It seems to me that the Author intends us to read the parable of the mustard seed and the parable of the leaven together, hence the periscope of v31-33:
31 Another parable He put forth to them, saying: "The kingdom of
heaven is like a mustard seed, which a man took and sowed in his
field, 32 "which indeed is the least of all the seeds; but when it is
grown it is greater than the herbs and becomes a tree, so that the
birds of the air come and nest in its branches." 33 Another parable
He spoke to them: "The kingdom of heaven is like leaven, which a woman
took and hid in three measures of meal till it was all leavened." (Mat
The NAC commentary notes:
Jesus’ next two parables prove closely parallel. They are not
full-fledged narratives but short analogies or similes. Each presents
only one main character and probably teaches only one central truth.
Jesus likens the kingdom to a mustard seed or lump of yeast that grows
from inauspicious, seemingly insignificant beginnings to attain a
greater size (the mustard seed) or have more widespread influence (the
leaven) than many would ever have suspected. The current manifestation
of God’s reign within Jesus’ small band of disciples seems relatively
impotent; one day many will be astonished about how their movement
grew and impacted the world.1
In the book He Spoke in Parables, Keddie identifies the mustard plant in question as most likely being the black mustard (brassica nigra) which is an annual, belong to the cabbage family. This plant grows rapidly and can apparently attain a height of 3 metres in the right climate, yet it comes from a tiny seed - the point seems to be that from inauspicious beginnings the kingdom of God will grow tremendously in the growing season.

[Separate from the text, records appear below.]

//! Validated WGS84 positions

use serde::{Deserialize, Serialize};

use crate::error::{AnalysisError, Result};

/// A WGS84 coordinate pair in degrees.
///
/// [`Position::new`] enforces the coordinate contract at the API boundary so
/// the geodesic kernel can assume in-range input. Fixes arriving from an
/// already-validated GPS pipeline can skip the check with
/// [`Position::new_unchecked`].
#[derive(Debug, Clone, Copy, PartialEq, Serialize, Deserialize)]
#[cfg_attr(feature = "tauri", derive(specta::Type))]
pub struct Position {
    /// Latitude, degrees, [-90, 90]
    pub lat: f64,
    /// Longitude, degrees, [-180, 180]
    pub lon: f64,
}

impl Position {
    /// Create a position, rejecting out-of-range or non-finite coordinates.
    pub fn new(lat: f64, lon: f64) -> Result<Self> {
        if !(-90.0..=90.0).contains(&lat) || !(-180.0..=180.0).contains(&lon) {
            return Err(AnalysisError::invalid_coordinate(lat, lon));
        }
        Ok(Self { lat, lon })
    }

    /// Create a position without range validation.
    pub fn new_unchecked(lat: f64, lon: f64) -> Self {
        Self { lat, lon }
    }
}

#[cfg(test)]
mod tests {
    use super::*;

    #[test]
    fn accepts_range_boundaries() {
        assert!(Position::new(90.0, 180.0).is_ok());
        assert!(Position::new(-90.0, -180.0).is_ok());
        assert!(Position::new(0.0, 0.0).is_ok());
    }

    #[test]
    fn rejects_out_of_range() {
        assert!(Position::new(90.001, 0.0).is_err());
        assert!(Position::new(-90.001, 0.0).is_err());
        assert!(Position::new(0.0, 180.001).is_err());
        assert!(Position::new(0.0, -180.001).is_err());
    }

    #[test]
    fn rejects_nan() {
        assert!(Position::new(f64::NAN, 0.0).is_err());
        assert!(Position::new(0.0, f64::NAN).is_err());
    }

    #[test]
    fn unchecked_skips_validation() {
        let p = Position::new_unchecked(120.0, 540.0);
        assert_eq!(p.lat, 120.0);
        assert_eq!(p.lon, 540.0);
    }
}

In regards to following (linked) parable of the leaven, the women in question is making a large batch of bread. "The “measure” here indicated, though not always and everywhere identical in capacity, is generally held to have averaged about a peck and a half. Three such measures would therefore amount to a huge quantity, not less than an ephah; one might say “more than a bushel.” But it was not at all unusual for a woman to make so large a batch. Sarah did it (Gen. 18:6). A similar amount is also mentioned in Judg. 6:19 and in 1 Sam. 1:24."2
Again, the point is the same, it doesn't take much yeast to provide a massive batch of dough, once the yeast is added (and fed) the fermentation process will continue until the whole batch has risen.
Some commentators (eg. Hendriksen) suggest that the parable of the leaven refers to the inward growth of the kingdom and the the parable of the mustard seed to the outward growth of the kingdom - which ever opinion we take on that the basic point is that the Kingdom of heaven is going to grow beyond what anyone would humanly expect.
1 Blomberg, C. (1992). Matthew (Vol. 22, pp. 219–220). Nashville: Broadman & Holman Publishers.
2 Hendriksen, W., & Kistemaker, S. J. (1953–2001). Exposition of the Gospel According to Matthew (Vol. 9, p. 567). Grand Rapids: Baker Book House.